Molteplici i punti di forza: il frenetico mondo del Jazz, affiancato alla figura di Francis Scott Fitzgerald, testimone di una miticizzata “età del jazz”; le atmosfere sensuali e torbide del tango argentino suscitate dalle pagine appassionanti di Jorge Luìs Borges; “L’Histoire du Soldat” di Afanas’ev e Stravinskij la cui storia verrà narrata dalla voce di Fanny Ardant ed eseguita dallo Scharoun Ensemble guidato dal violinista Kolja Blacher. E proprio “l’Histoire” di Stravinskij potrebbe porsi come emblema del “Diverso”, poiché persino i piedi biforcuti del diavolo devono superare, pur di sperare nella vittoria finale, l’eclettica prova di un americano ragtime, di un valzer viennese e di un tango argentino. In tutti i casi sulla scena interpreti di grande notorietà: il violinista Jean-Luc Ponty offre una prospettiva verso la musica jazz dall’angolatura originale di uno strumento classico, ma estremamente duttile: il violino. Il Quartetto Libra e il Trio Esquina, guidati dalla sensibilità di César Stroscio ci porteranno
invece nella periferia di Buenos Aires dove il tango nacque. E nostro Virgilio sarà quel Borges capace di tratteggiare con intimità e passione condivisa la storia spirituale di questa danza, colma di evocazioni rituali. Per non dimenticare la presenza di una primadonna come Fanny Ardant che darà voce ad una favola morale russa.

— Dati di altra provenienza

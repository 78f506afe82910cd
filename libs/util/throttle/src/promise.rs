// This file is part of Relief.
//
// Relief is free software: you can redistribute it and/or modify
// it under the terms of the GNU General Public License as published by
// the Free Software Foundation, either version 3 of the License, or
// (at your option) any later version.
//
// Relief is distributed in the hope that it will be useful,
// but WITHOUT ANY WARRANTY; without even the implied warranty of
// MERCHANTABILITY or FITNESS FOR A PARTICULAR PURPOSE.  See the
// GNU General Public License for more details.
//
// You should have received a copy of the GNU General Public License
// along with Relief.  If not, see <http://www.gnu.org/licenses/>.
use crate::throttler::SlotGuard;
use crossbeam::channel::{bounded, Receiver, Sender, TryRecvError};
use parking_lot::Mutex;
use std::sync::Arc;

/// Observation of a promise at one poll point.
#[derive(Debug)]
pub enum Poll<T> {
    Pending,
    Ready(T),
    /// The producer went away without resolving: the work was cancelled
    /// before it started, or the producing thread died.
    Cancelled,
}

// One-shot completion handle. Resolution is observed by polling from the
// owning side; the producing side resolves exactly once through a
// PromiseSender, possibly from another thread. Buffers move through the
// channel by value, so the two sides never alias.
pub struct Promise<T> {
    inner: Inner<T>,
    slot: Option<SlotGuard>,
}

enum Inner<T> {
    Ready(Option<T>),
    Channel(Receiver<T>),
    Deferred(Arc<Mutex<Deferred<T>>>),
    Done,
}

// State shared with a throttler for a run that has not been started yet.
pub(crate) struct Deferred<T> {
    pub(crate) started: Option<Promise<T>>,
    pub(crate) cancelled: bool,
    pub(crate) slot: Option<SlotGuard>,
}

pub struct PromiseSender<T> {
    tx: Sender<T>,
}

impl<T> PromiseSender<T> {
    /// Resolve the matching promise. If the promise was dropped in the
    /// interim the value is discarded; late arrivals have no observer.
    pub fn resolve(self, value: T) {
        self.tx.send(value).ok();
    }
}

impl<T> Promise<T> {
    /// A promise that is already resolved.
    pub fn ready(value: T) -> Self {
        Self {
            inner: Inner::Ready(Some(value)),
            slot: None,
        }
    }

    /// A promise resolved later through the returned sender.
    pub fn channel() -> (PromiseSender<T>, Self) {
        let (tx, rx) = bounded(1);
        (
            PromiseSender { tx },
            Self {
                inner: Inner::Channel(rx),
                slot: None,
            },
        )
    }

    pub(crate) fn deferred(state: Arc<Mutex<Deferred<T>>>) -> Self {
        Self {
            inner: Inner::Deferred(state),
            slot: None,
        }
    }

    pub(crate) fn attach_slot(&mut self, slot: SlotGuard) {
        self.slot = Some(slot);
    }

    /// Check for completion. Returns `Ready` exactly once; polling after
    /// completion is a programmer error.
    pub fn poll(&mut self) -> Poll<T> {
        let out = match &mut self.inner {
            Inner::Ready(value) => Poll::Ready(value.take().expect("ready promise re-polled")),
            Inner::Channel(rx) => match rx.try_recv() {
                Ok(value) => Poll::Ready(value),
                Err(TryRecvError::Empty) => Poll::Pending,
                Err(TryRecvError::Disconnected) => Poll::Cancelled,
            },
            Inner::Deferred(state) => {
                let mut state = state.lock();
                if state.cancelled {
                    state.slot = None;
                    Poll::Cancelled
                } else if let Some(started) = state.started.as_mut() {
                    let polled = started.poll();
                    if !matches!(polled, Poll::Pending) {
                        state.slot = None;
                    }
                    polled
                } else {
                    Poll::Pending
                }
            }
            Inner::Done => panic!("promise polled after completion"),
        };
        if !matches!(out, Poll::Pending) {
            self.inner = Inner::Done;
            self.slot = None;
        }
        out
    }

    pub fn is_done(&self) -> bool {
        matches!(self.inner, Inner::Done)
    }
}

#[cfg(test)]
mod test {
    use super::*;

    #[test]
    fn test_ready_resolves_immediately() {
        let mut p = Promise::ready(42);
        assert!(matches!(p.poll(), Poll::Ready(42)));
        assert!(p.is_done());
    }

    #[test]
    fn test_channel_pending_until_sent() {
        let (tx, mut p) = Promise::channel();
        assert!(matches!(p.poll(), Poll::Pending));
        tx.resolve("done");
        assert!(matches!(p.poll(), Poll::Ready("done")));
    }

    #[test]
    fn test_dropped_sender_cancels() {
        let (tx, mut p) = Promise::<u32>::channel();
        drop(tx);
        assert!(matches!(p.poll(), Poll::Cancelled));
    }

    #[test]
    fn test_cross_thread_resolution() {
        let (tx, mut p) = Promise::channel();
        let handle = std::thread::spawn(move || tx.resolve(vec![1f32, 2f32]));
        handle.join().unwrap();
        assert!(matches!(p.poll(), Poll::Ready(v) if v == vec![1f32, 2f32]));
    }

    #[test]
    #[should_panic(expected = "polled after completion")]
    fn test_poll_after_completion_panics() {
        let mut p = Promise::ready(1);
        let _ = p.poll();
        let _ = p.poll();
    }
}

A rafforzare il progetto interdisciplinare sono previste le presentazioni di studiosi che offriranno il loro contributo di specialisti alla conoscenza di Fitzgerald, di Borges, del tango, della storia del jazz.
Le “Diversità” sono tuttavia tali solo se esiste un’identità forte con cui possono raffrontarsi. Ed infatti negli altri concerti della rassegna la ferma, salda realtà della tradizione storica si esprime attraverso una teoria di grandi interpreti della consacrata tradizione esecutiva. Alcuni sono già conosciuti ed osannati dal nostro pubblico e dal pubblico di tutto il mondo (Maisky, Sokolov, Lonquich, Piotr Anderszewski, i già citati Quartetti Borodin, Hagen, Arditti, Ysaÿe, il violinista Kolja Blacher, il Trio di Parma), altri sono nuovi per Venezia: il Quartetto Modigliani, lo Scharoun Ensemble, il pianista Alekseij Lubimov, il Quartetto Bennewitz, recente vincitore praghese del Concorso Borciani per quartetto d’archi. Concorso di tutta garanzia, considerando la carriera di cui si sono resi protagonisti i vincitori delle precedenti edizioni: parliamo tra gli altri del Quartetto Artemis e del Quartetto Kuss.
Il repertorio proposto nelle quindici serate si muove quindi in variegati territori con alcune direzioni predominanti suggerite dalla peculiarità degli organici; non solo quartetto d’archi, ma anche formazioni che ne derivano per addizione strumentale: un violoncello, una viola, un pianoforte, oppure organici unici (come quello richiesto dall’Histoire du Soldat di Stravinskij); infine la varietà policroma delle sonorità che la ‘Band’ di Ponty o il quartetto più trio diretto da César Stroscio esigono.
I Compositori previlegiati dalla rassegna sono i Grandi Classici (Bach, Haydn, Beethoven, Schubert, Brahms); il Novecento storico (Stravinskij, Schönberg, Webern, Janacek, Bartok, Rachmaninov, Shostakovitch); una monografia dedicata a César Franck che completa un omaggio alla musica francese con la lettura di Debussy, Ravel, Fauré.